Spatio-temporal analysis of co-evolution between seagrass beds distribution and hydro-morphological changes in Arcachon Bay (France)
|Author(s)||Cognat Mathis1, 2, Auby Isabelle2, Rigouin Loic2, Sottolichio Aldo1, Ganthy Florian2|
|Affiliation(s)||1 : Université de Bordeaux, EPOC, CNRS, Allée Geoffroy St Hilaire, CS50023, FR33615 PESSAC cedex
2 : Ifremer, LER-AR, F33120 Arcachon
|Meeting||ISOBAY 16 - XVIth International Symposium of Oceanography of the Bay of Biscay. 5-7 June 2018, Anglet, France|
The extent of Zostera spp. meadows in Arcachon Bay has drastically decreased in the last 20 years and a significant increase of suspended sediment concentration was observed in the meantime. Zostera spp. are well known ecosystem engineers able to reduce near-bed currents and promote sediment accretion; it is then suggested that such decline may lead to the observed increase of sediment re-suspension.
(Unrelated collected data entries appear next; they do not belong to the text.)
// Trajectory sampling and holonomic trajectory following
//
// Trajectories arrive fully formed (time-indexed pose + velocity samples);
// nothing here generates or loads paths.

pub mod controller;
pub mod profile;
mod sampler;

pub use controller::{HolonomicController, PController, ProfiledHeadingController, TrajectoryFollower};
pub use profile::{Constraints, ProfileState, TrapezoidProfile};
pub use sampler::{Trajectory, TrajectoryError, TrajectoryState};
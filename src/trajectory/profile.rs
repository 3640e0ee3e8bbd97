// Trapezoidal motion profile used by the profiled heading controller

/// Velocity and acceleration limits of a profile
#[derive(Debug, Clone, Copy, PartialEq)]
pub struct Constraints {
    pub max_velocity: f64,
    pub max_acceleration: f64,
}

impl Constraints {
    pub fn new(max_velocity: f64, max_acceleration: f64) -> Self {
        Self {
            max_velocity,
            max_acceleration,
        }
    }
}

/// Position and velocity along a profile
#[derive(Debug, Clone, Copy, Default, PartialEq)]
pub struct ProfileState {
    pub position: f64,
    pub velocity: f64,
}

impl ProfileState {
    pub fn new(position: f64, velocity: f64) -> Self {
        Self { position, velocity }
    }
}

/// Trapezoidal profile: accelerate at the limit, cruise at max velocity,
/// decelerate to arrive at the goal with the goal velocity
#[derive(Debug, Clone, Copy)]
pub struct TrapezoidProfile {
    constraints: Constraints,
}

impl TrapezoidProfile {
    pub fn new(constraints: Constraints) -> Self {
        Self { constraints }
    }

    /// State reached `t` seconds after `current` when heading for `goal`
    pub fn calculate(&self, t: f64, current: ProfileState, goal: ProfileState) -> ProfileState {
        // Solve everything as a forward move and flip the result back
        let direction = if current.position > goal.position { -1.0 } else { 1.0 };
        let mut current = direct(current, direction);
        let goal = direct(goal, direction);

        let max_v = self.constraints.max_velocity;
        let max_a = self.constraints.max_acceleration;

        if current.velocity > max_v {
            current.velocity = max_v;
        }

        // Pretend the profile started and ends at rest by extending it
        let cutoff_begin = current.velocity / max_a;
        let cutoff_dist_begin = cutoff_begin * cutoff_begin * max_a / 2.0;
        let cutoff_end = goal.velocity / max_a;
        let cutoff_dist_end = cutoff_end * cutoff_end * max_a / 2.0;

        let full_trapezoid_dist = cutoff_dist_begin + (goal.position - current.position) + cutoff_dist_end;
        let mut accel_time = max_v / max_a;
        let mut full_speed_dist = full_trapezoid_dist - accel_time * accel_time * max_a;

        // Triangle profile: never reaches max velocity
        if full_speed_dist < 0.0 {
            accel_time = (full_trapezoid_dist / max_a).sqrt();
            full_speed_dist = 0.0;
        }

        let end_accel = accel_time - cutoff_begin;
        let end_full_speed = end_accel + full_speed_dist / max_v;
        let end_decel = end_full_speed + accel_time - cutoff_end;

        let mut result = current;
        if t < end_accel {
            result.velocity += t * max_a;
            result.position += (current.velocity + t * max_a / 2.0) * t;
        } else if t < end_full_speed {
            result.velocity = max_v;
            result.position += (current.velocity + end_accel * max_a / 2.0) * end_accel + max_v * (t - end_accel);
        } else if t <= end_decel {
            let time_left = end_decel - t;
            result.velocity = goal.velocity + time_left * max_a;
            result.position = goal.position - (goal.velocity + time_left * max_a / 2.0) * time_left;
        } else {
            result = goal;
        }

        direct(result, direction)
    }
}

fn direct(state: ProfileState, direction: f64) -> ProfileState {
    ProfileState::new(state.position * direction, state.velocity * direction)
}
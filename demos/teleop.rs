// Keyboard teleop: WASD move, Z/X rotate, R/F speed, T field-relative toggle,
// H/B reset heading to 0/180 deg, C cancel trajectory, Q quit
use crossterm::{
    event::{self, Event, KeyCode, KeyEvent, KeyEventKind},
    terminal::{disable_raw_mode, enable_raw_mode},
};
use std::time::{Duration, Instant};
use tracing::info;

use swerve_zenoh_runtime::config::{TOPIC_CMD_CANCEL, TOPIC_CMD_DRIVE, TOPIC_CMD_RESET};
use swerve_zenoh_runtime::messages::{DriveCommand, ResetCommand};

const SPEEDS: [f64; 3] = [0.5, 1.5, 3.0]; // m/s
const OMEGA_SPEEDS: [f64; 3] = [0.5, 1.5, 3.0]; // rad/s
const INPUT_TIMEOUT_MS: u64 = 100; // Reset velocities after this much time with no input

type BoxError = Box<dyn std::error::Error + Send + Sync>;

struct Publishers<'a> {
    drive: zenoh::pubsub::Publisher<'a>,
    reset: zenoh::pubsub::Publisher<'a>,
    cancel: zenoh::pubsub::Publisher<'a>,
}

#[tokio::main]
async fn main() -> Result<(), BoxError> {
    tracing_subscriber::fmt().with_env_filter("info").init();

    info!("Opening Zenoh session...");
    let session = zenoh::open(zenoh::Config::default()).await?;
    let publishers = Publishers {
        drive: session.declare_publisher(TOPIC_CMD_DRIVE).await?,
        reset: session.declare_publisher(TOPIC_CMD_RESET).await?,
        cancel: session.declare_publisher(TOPIC_CMD_CANCEL).await?,
    };

    info!("Controls: WASD=move, Z/X=rotate, R/F=speed, T=field-relative, H/B=heading 0/180, C=cancel, Q=quit");
    info!("Speed: LOW, field-relative: on");

    enable_raw_mode()?;
    let result = run_teleop(&publishers).await;
    disable_raw_mode()?;

    result
}

async fn run_teleop(publishers: &Publishers<'_>) -> Result<(), BoxError> {
    let mut speed_idx: usize = 0;
    let mut field_relative = true;

    // Persistent velocity state
    let mut vx = 0.0;
    let mut vy = 0.0;
    let mut omega = 0.0;
    let mut last_movement_input = Instant::now();

    loop {
        // Poll for key with 20ms timeout (50Hz effective rate)
        if event::poll(Duration::from_millis(20))? {
            if let Event::Key(KeyEvent { code, kind, .. }) = event::read()? {
                let pressed = kind == KeyEventKind::Press || kind == KeyEventKind::Repeat;

                match code {
                    // Movement - update velocity and refresh timestamp
                    KeyCode::Char('w') if pressed => {
                        vx = SPEEDS[speed_idx];
                        last_movement_input = Instant::now();
                    }
                    KeyCode::Char('s') if pressed => {
                        vx = -SPEEDS[speed_idx];
                        last_movement_input = Instant::now();
                    }
                    KeyCode::Char('a') if pressed => {
                        vy = SPEEDS[speed_idx];
                        last_movement_input = Instant::now();
                    }
                    KeyCode::Char('d') if pressed => {
                        vy = -SPEEDS[speed_idx];
                        last_movement_input = Instant::now();
                    }

                    // Rotation
                    KeyCode::Char('z') if pressed => {
                        omega = OMEGA_SPEEDS[speed_idx];
                        last_movement_input = Instant::now();
                    }
                    KeyCode::Char('x') if pressed => {
                        omega = -OMEGA_SPEEDS[speed_idx];
                        last_movement_input = Instant::now();
                    }

                    // Speed control
                    KeyCode::Char('r') if pressed => {
                        speed_idx = (speed_idx + 1).min(2);
                        print_speed(speed_idx);
                    }
                    KeyCode::Char('f') if pressed => {
                        speed_idx = speed_idx.saturating_sub(1);
                        print_speed(speed_idx);
                    }

                    KeyCode::Char('t') if kind == KeyEventKind::Press => {
                        field_relative = !field_relative;
                        info!("Field-relative: {}", if field_relative { "on" } else { "off" });
                    }

                    // Heading recalibration, robot should be facing the chosen direction
                    KeyCode::Char('h') if kind == KeyEventKind::Press => {
                        publish_reset(publishers, 0.0).await?;
                    }
                    KeyCode::Char('b') if kind == KeyEventKind::Press => {
                        publish_reset(publishers, 180.0).await?;
                    }

                    KeyCode::Char('c') if kind == KeyEventKind::Press => {
                        info!("Cancelling trajectory");
                        publishers.cancel.put("{}".to_string()).await?;
                    }

                    // Quit
                    KeyCode::Char('q') | KeyCode::Esc if pressed => break,

                    _ => {}
                }
            }
        }

        // Reset velocities if no movement input for INPUT_TIMEOUT_MS
        if last_movement_input.elapsed() > Duration::from_millis(INPUT_TIMEOUT_MS) {
            vx = 0.0;
            vy = 0.0;
            omega = 0.0;
        }

        // Always publish at ~50Hz
        let cmd = DriveCommand {
            vx,
            vy,
            omega,
            field_relative,
        };
        publishers.drive.put(serde_json::to_string(&cmd)?).await?;
    }

    Ok(())
}

async fn publish_reset(publishers: &Publishers<'_>, offset_degrees: f64) -> Result<(), BoxError> {
    info!("Resetting heading to {} deg", offset_degrees);
    let cmd = ResetCommand::Heading { offset_degrees };
    publishers.reset.put(serde_json::to_string(&cmd)?).await?;
    Ok(())
}

fn print_speed(idx: usize) {
    let label = ["LOW", "MED", "HIGH"][idx];
    info!("Speed: {}", label);
}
Main consequences are an increase of net erosion trends on tidal flats, and a decrease of light penetration in the water column. In this context, this study focuses on spatio-temporal analysis of seagrass decline in relation with morphological and hydrodynamical changes in the Bay. Historical bathymetric charts and maps of Zostera beds extent were co-analysed. In addition, MARS3D, a numerical model that explicitly takes into account the damping effect of Zostera on flow velocity was used to simulate depth-averaged and near-bed velocity fields for the various configurations derived from the available historical data. Results firstly highlight that both Zostera noltei and Zostera marina principally declined in the deeper parts of the bay as well as in the inner parts of the bay, suggesting that the observed increase of suspended sediment concentration may have contributed to the regression of both species. Moreover, Z. noltei also significantly regressed close to channel edges and mostly where Z. marina disappeared. The simulations show that near-bed velocities increased in the channel edges where Z. marina disappeared. It can also be safely expected that Z. marina decline has promoted erosion on channel edges inducing both decrease of light penetration and mechanical wrenching of neighbourhood Z. noltei. Regression of Z. noltei also significantly impacts both near-bed and the global tidal circulation within the Bay. This study tends to confirm the hypothesized feedback loop between Zostera decline and hydro- and sediment dynamics.